Отсюда упреки в цинизме; справедливые – и глубоко несправедливые, ибо прилагать к Розанову общечеловеческие мерки и обычные требования по меньшей степени неразумно. Он есть редкая ценность, но, чтобы увидеть это, надо переменить точку зрения. Иначе ценность явления пропадает, и Розанов делается прав, говоря:
«Я не нужен, ни в чем я так не уверен, как в том, что я не нужен».
Он, кроме своего «я», пребывал еще где-то около себя, на ему самому неведомых глубинах.
«Иногда чувствую чудовищное в себе. И это чудовищное – моя задумчивость. Тогда в круг ее очерченности ничто не входит.
Я каменный.
А камень – чудовище…
…В задумчивости я ничего не мог делать. И с другой стороны все мог делать („Грех“).

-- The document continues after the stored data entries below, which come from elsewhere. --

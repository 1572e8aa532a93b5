//! The binary RPC listener.
//!
//! Each accepted connection runs on its own task and handles its frames in
//! order. Connections beyond `rpc_max_connections` wait for a slot. On
//! shutdown the accept loop stops and idle connections close between frames.

use std::sync::Arc;

use bytes::Bytes;
use futures_util::{SinkExt, StreamExt};
use predictor_core::{Feedback, Message, MessageList, MsgPackCodec, WireCodec};
use tokio::net::TcpListener;
use tokio::sync::Semaphore;
use tokio::task::JoinSet;
use tokio_util::codec::{Framed, LengthDelimitedCodec};
use tower::ServiceExt;
use tracing::{debug, info, warn};

use super::frame::{self, RequestFrame, ResponseFrame, RpcError};
use super::reflection::{self, MODEL_SERVICE, REFLECTION_SERVICE};
use crate::network::handlers::AppState;
use crate::service::{
    Method, NativeRequest, Operation, OperationError, OperationResponse, Request, Transport,
};

/// What a frame's method name addresses.
#[derive(Debug, Clone, PartialEq, Eq)]
enum Target<'a> {
    Model(Method),
    Reflection(&'a str),
}

/// Accepts `Predict`, `/Predict`, `predictor.Model/Predict` and
/// `ServerReflection/<call>`.
fn resolve(name: &str) -> Option<Target<'_>> {
    let name = name.trim_start_matches('/');
    match name.split_once('/') {
        Some((REFLECTION_SERVICE, call)) => Some(Target::Reflection(call)),
        Some((MODEL_SERVICE, method)) => Method::from_rpc_name(method).map(Target::Model),
        Some(_) => None,
        None => Method::from_rpc_name(name).map(Target::Model),
    }
}

/// Serves RPC connections until shutdown is triggered, then waits for open
/// connections to finish their current frame.
///
/// # Errors
///
/// Currently only returns `Ok`; accept failures are logged and retried.
pub async fn serve(listener: TcpListener, state: AppState) -> anyhow::Result<()> {
    let slots = Arc::new(Semaphore::new(state.config.rpc_max_connections.max(1)));
    let mut connections = JoinSet::new();

    loop {
        let permit = tokio::select! {
            () = state.shutdown.triggered() => break,
            permit = Arc::clone(&slots).acquire_owned() => permit?,
        };
        let (stream, peer) = tokio::select! {
            () = state.shutdown.triggered() => break,
            accepted = listener.accept() => match accepted {
                Ok(conn) => conn,
                Err(e) => {
                    warn!(error = %e, "rpc accept failed");
                    continue;
                }
            },
        };
        if let Err(e) = stream.set_nodelay(true) {
            debug!(peer = %peer, error = %e, "failed to set TCP_NODELAY");
        }

        let state = state.clone();
        connections.spawn(async move {
            let _permit = permit;
            debug!(peer = %peer, "rpc connection opened");
            if let Err(e) = handle_connection(stream, &state).await {
                debug!(peer = %peer, error = %e, "rpc connection closed with error");
            }
        });
    }

    info!(open = connections.len(), "rpc listener stopped, closing connections");
    while connections.join_next().await.is_some() {}
    Ok(())
}

async fn handle_connection(stream: tokio::net::TcpStream, state: &AppState) -> Result<(), RpcError> {
    let codec = LengthDelimitedCodec::builder()
        .max_frame_length(state.config.max_request_bytes)
        .new_codec();
    let mut framed = Framed::new(stream, codec);

    loop {
        let next = tokio::select! {
            next = framed.next() => next,
            () = state.shutdown.triggered() => break,
        };
        let Some(bytes) = next else { break };
        let response = handle_frame(state, &bytes?).await;
        framed.send(Bytes::from(frame::encode(&response)?)).await?;
    }
    Ok(())
}

/// Turns one request frame into its response frame. Never fails: errors
/// become a status.
pub(crate) async fn handle_frame(state: &AppState, bytes: &[u8]) -> ResponseFrame {
    let request: RequestFrame = match frame::decode(bytes) {
        Ok(request) => request,
        Err(e) => {
            let err = OperationError::malformed(format!("invalid request frame: {e}"));
            return ResponseFrame::failure(0, &err);
        }
    };
    let id = request.id;
    let _in_flight = state.shutdown.in_flight_guard();

    let (tag, result) = match resolve(&request.method) {
        Some(Target::Reflection(call)) => ("reflection", reflection::handle(call, &request.body)),
        Some(Target::Model(method)) => (method.metric_tag(), dispatch(state, method, &request).await),
        None => (
            "unknown",
            Err(OperationError::malformed(format!(
                "unknown method {}",
                request.method
            ))),
        ),
    };

    ::metrics::counter!(
        "predictor_rpc_requests_total",
        "method" => tag,
        "outcome" => result.as_ref().map_or_else(OperationError::reason, |_| "ok"),
    )
    .increment(1);

    match result {
        Ok(body) => ResponseFrame::ok(id, body),
        Err(err) => {
            if err.status_code().is_client_error() {
                warn!(
                    request_id = request.request_id().unwrap_or_default(),
                    method = %request.method,
                    reason = err.reason(),
                    error = %err,
                    "rpc request rejected"
                );
            }
            ResponseFrame::failure(id, &err)
        }
    }
}

async fn dispatch(
    state: &AppState,
    method: Method,
    request: &RequestFrame,
) -> Result<Vec<u8>, OperationError> {
    let request_id = request
        .request_id()
        .map_or_else(|| uuid::Uuid::new_v4().to_string(), str::to_string);
    let body: &[u8] = &request.body;

    let native = state
        .plan
        .needs_native(method, Transport::Rpc)
        .then(|| NativeRequest::MsgPack(Bytes::copy_from_slice(body)));
    let decoded = if matches!(method, Method::HealthStatus | Method::Metadata) {
        Ok(Request::Empty)
    } else {
        decode_request(method, body)
    };
    let (decoded, native) = match (decoded, native) {
        (Ok(decoded), native) => (decoded, native),
        (Err(_), Some(native)) => (Request::Empty, Some(native)),
        (Err(err), None) => return Err(err),
    };

    let mut op = Operation::new(state.context(&request_id, method, Transport::Rpc), decoded);
    if let Some(native) = native {
        op = op.with_native(native);
    }
    let response = state.pipeline.clone().oneshot(op).await?;

    match response {
        OperationResponse::Message(message) => MsgPackCodec
            .encode(&message)
            .map_err(|e| OperationError::Internal(e.into())),
        OperationResponse::Document(doc) => {
            frame::encode(&doc).map_err(|e| OperationError::Internal(e.into()))
        }
        OperationResponse::Native(bytes) => Ok(bytes),
    }
}

fn decode_request(method: Method, body: &[u8]) -> Result<Request, OperationError> {
    if body.is_empty() {
        return Err(OperationError::malformed("empty request"));
    }
    Ok(match method {
        Method::SendFeedback => Request::Feedback(MsgPackCodec.decode::<Feedback>(body)?),
        Method::Aggregate => Request::List(MsgPackCodec.decode::<MessageList>(body)?),
        _ => Request::Message(MsgPackCodec.decode::<Message>(body)?),
    })
}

Потом грустил: но уже было поздно. Она съела меня и все вокруг меня».
Но, конечно, соприсутствовало в Розанове и «человеческое»; он говорит и о нем с волшебным даром точности воплощения в слова. Он – явление, да, но все же человеческое явление.
Объяснять это далее – бесцельно. Розанова можно таким почувствовать, вслушиваясь в его «выговариванье», всматриваясь в его «рукописную душу». Но можно не почувствовать. И уж тогда никакие объяснения не помогут: Розанов действительно делается «не нужен».
Я буду, помня об этой, ясной для меня, розановской исключительности, говорить, однако, о нем – человеке, о том, каким он был, как он жил, об условиях, в каких мы встречались. Иногда буду прибегать к самому Розанову, к его записям о себе – ведь равных по точности слов не найдешь.
Больше я ничего не могу сделать. Жаль, нет у меня здесь ни писем его, ни ранних, ни предсмертных; и даже из книг его (воистину «рукописных», как он любил их называть) всего лишь две: «Уединенное» и I том «Опавших листьев».